原作は東播磨高等学校の演劇部の脚本で、舞台化を経て今回映画化に至ったそうだ。監督は城定秀夫監督。演劇部の脚本が映画化することも少ない気がするし、ピンク映画の巨匠の城定監督がR指定のない映画のメガホンを取ることも珍しいだろう。
で、私は城定監督ファンなので、あらすじなんて大して見ることなく、公開日に「城定作品やっほーい∩(・ω・)∩」みたいなノリで見に行ったわけだが、あまりに心にぶっ刺さり、涙が止まらなかった。
◆あらすじ
高校野球の1回戦の応援をする演劇部員の安田さん(小野莉奈)と田宮さん(西本まりん)、元野球部の藤野くん(平井亜門)。そして友達のいない口数少ない優等生の宮下さん(中村朱里)。さらに吹奏楽部の部長を務める久住さん(黒木ひかり)。試合が進むにつれて彼らの高校生活での様々な想いが明らかになっていく・・・・・・。
彼らの気持ちの変化と試合のクライマックスが重なり合うことで生まれる激烈青春群像劇。
◆一言でいうと
青春を謳歌、もしくは渇望した人たちの中で永遠に輝き続ける令和版「桐島、部活やめるってよ」である。
◆感想
・うまくいかなかったことを「仕方ない」と思うことで昇華させる彼らに昔の自分を重ねてしまう。
この作品には、何かしらの挫折を経験した学生たちが登場する。
演劇の関東大会に出場するはずだったのにとあることで出られなかった安田さんと田宮さん。どんなに頑張っても野球部のエース園田に勝つことはできず、部活を辞めた藤野くん。

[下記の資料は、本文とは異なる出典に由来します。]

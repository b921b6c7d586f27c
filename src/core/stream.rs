use super::base_stream::BaseStream;
use super::error::{PdfError, PdfResult};
use std::sync::Arc;

/// An in-memory byte stream backed by a shared, reference-counted buffer.
///
/// Sub-streaming is cheap: `make_sub_stream` clones the `Arc` and narrows the
/// `start`/`length` view rather than copying bytes.
pub struct MemStream {
    data: Arc<Vec<u8>>,
    start: usize,
    length: usize,
    pos: usize,
}

impl MemStream {
    pub fn from_bytes(bytes: Vec<u8>) -> Self {
        let length = bytes.len();
        MemStream {
            data: Arc::new(bytes),
            start: 0,
            length,
            pos: 0,
        }
    }

    fn from_shared(data: Arc<Vec<u8>>, start: usize, length: usize) -> Self {
        MemStream {
            data,
            start,
            length,
            pos: 0,
        }
    }
}

impl BaseStream for MemStream {
    fn length(&self) -> usize {
        self.length
    }

    fn pos(&self) -> usize {
        self.pos
    }

    fn set_pos(&mut self, pos: usize) -> PdfResult<()> {
        self.pos = pos;
        Ok(())
    }

    fn get_byte(&mut self) -> PdfResult<u8> {
        if self.pos >= self.length {
            return Err(PdfError::io("unexpected end of stream"));
        }
        let byte = self.data[self.start + self.pos];
        self.pos += 1;
        Ok(byte)
    }

    fn get_bytes(&mut self, length: usize) -> PdfResult<Vec<u8>> {
        let end = self.pos + length;
        if end > self.length {
            return Err(PdfError::io("unexpected end of stream"));
        }
        let slice = &self.data[self.start + self.pos..self.start + end];
        self.pos = end;
        Ok(slice.to_vec())
    }

    fn get_byte_range(&self, begin: usize, end: usize) -> PdfResult<Vec<u8>> {
        if end > self.length || begin > end {
            return Err(PdfError::io(format!("invalid byte range {begin}..{end}")));
        }
        Ok(self.data[self.start + begin..self.start + end].to_vec())
    }

    fn make_sub_stream(&self, start: usize, length: usize) -> PdfResult<Box<dyn BaseStream>> {
        if start + length > self.length {
            return Err(PdfError::io("sub-stream out of range"));
        }
        Ok(Box::new(MemStream::from_shared(
            Arc::clone(&self.data),
            self.start + start,
            length,
        )))
    }
}

#[cfg(test)]
mod tests {
    use super::*;

    #[test]
    fn test_get_byte_and_eof() {
        let mut s = MemStream::from_bytes(vec![1, 2, 3]);
        assert_eq!(s.get_byte().unwrap(), 1);
        assert_eq!(s.get_byte().unwrap(), 2);
        assert_eq!(s.get_byte().unwrap(), 3);
        assert!(s.get_byte().is_err());
    }

    #[test]
    fn test_sub_stream_shares_backing() {
        let s = MemStream::from_bytes(b"hello world".to_vec());
        let mut sub = s.make_sub_stream(6, 5).unwrap();
        assert_eq!(sub.get_bytes(5).unwrap(), b"world");
    }

    #[test]
    fn test_tail_bytes() {
        let s = MemStream::from_bytes(b"0123456789".to_vec());
        assert_eq!(s.tail_bytes(4).unwrap(), b"6789");
        assert_eq!(s.tail_bytes(100).unwrap(), b"0123456789");
    }

    #[test]
    fn test_read_line_terminators() {
        let mut s = MemStream::from_bytes(b"abc\r\ndef\nghi\rjkl".to_vec());
        assert_eq!(s.read_line().unwrap(), Some(b"abc".to_vec()));
        assert_eq!(s.read_line().unwrap(), Some(b"def".to_vec()));
        assert_eq!(s.read_line().unwrap(), Some(b"ghi".to_vec()));
        assert_eq!(s.read_line().unwrap(), Some(b"jkl".to_vec()));
        assert_eq!(s.read_line().unwrap(), None);
    }
}
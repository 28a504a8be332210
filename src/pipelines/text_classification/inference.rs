use std::path::Path;

use burn::tensor::{activation::softmax, backend::Backend};

use crate::{
    error::{Error, Result},
    models::SequenceClassifier,
    text::Vectorizer,
    utils::tensors::to_vec,
};

use super::{Artifact, Batcher};

/// The predicted class of one text
#[derive(Clone, Debug, PartialEq)]
pub struct Prediction {
    /// The most probable class id
    pub class_id: usize,

    /// The name of that class
    pub label: String,

    /// The full distribution over classes, in id order
    pub probabilities: Vec<f32>,
}

/// A trained model bundled with the vectorizer and labels it was trained with
pub struct Predictor<B: Backend> {
    model: SequenceClassifier<B>,
    batcher: Batcher<B>,
    labels: Vec<String>,
}

impl<B: Backend> Predictor<B> {
    /// Creates a new predictor. `labels` must name every class of the model, in id order.
    pub fn new(
        model: SequenceClassifier<B>,
        vectorizer: Vectorizer,
        labels: &[String],
        device: B::Device,
    ) -> Result<Self> {
        if labels.is_empty() || labels.len() != model.n_classes {
            return Err(Error::config(format!(
                "{} labels given for a classifier with {} classes",
                labels.len(),
                model.n_classes
            )));
        }

        Ok(Self {
            model,
            batcher: Batcher::new(vectorizer, labels, device),
            labels: labels.iter().map(|label| label.trim().to_string()).collect(),
        })
    }

    /// Classify a batch of texts
    pub fn predict<S: AsRef<str>>(&self, texts: &[S]) -> Result<Vec<Prediction>> {
        if texts.is_empty() {
            return Ok(Vec::new());
        }

        let input = self.batcher.infer_batch(texts)?;
        let probabilities = to_vec(softmax(self.model.try_forward(input)?, 1));

        let predictions = probabilities
            .chunks(self.labels.len())
            .map(|row| {
                let class_id = row
                    .iter()
                    .enumerate()
                    .max_by(|a, b| a.1.total_cmp(b.1))
                    .map(|(i, _)| i)
                    .unwrap_or_default();

                Prediction {
                    class_id,
                    label: self.labels[class_id].clone(),
                    probabilities: row.to_vec(),
                }
            })
            .collect();

        Ok(predictions)
    }
}

/// Define inference function: load the artifact in `artifact_dir` and classify `samples`
pub fn infer<B: Backend>(
    device: B::Device, // Device on which to perform computation (e.g., CPU or CUDA device)
    artifact_dir: impl AsRef<Path>, // Directory containing the saved classifier
    samples: &[String], // Text samples for inference
) -> anyhow::Result<Vec<Prediction>> {
    log::info!("Loading classifier...");

    let artifact = Artifact::<B>::load(artifact_dir, &device)?;

    log::info!(
        "Running inference with the {} classifier...",
        artifact.manifest.model_name
    );

    Ok(artifact.predictor(device)?.predict(samples)?)
}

ちょっとずつ挫折を経験した彼/彼女らは学校の言いつけで仕方なく野球の試合を「アルプススタンドのはしの方」で観戦する。野球を見るモチベーションなんてこれっぽっちもないものだから、やれ宮下さんは成績トップで有名人だの、やれ久住さんは吹奏楽部の部長でエース園田と付き合ってるだの、やれ矢野は万年ベンチのくせに野球をずっとやってるだの、ちんたらと野球を見ながらくっちゃべっている。
ようは彼らは環境依存であれ自助努力であれやうまくいかなかった過去を「仕方ないよね」と思い、甚だしい経歴がある他者や目覚ましい努力をしている他者を「自分とは異なる存在」と弁別することで昇華させているのだった。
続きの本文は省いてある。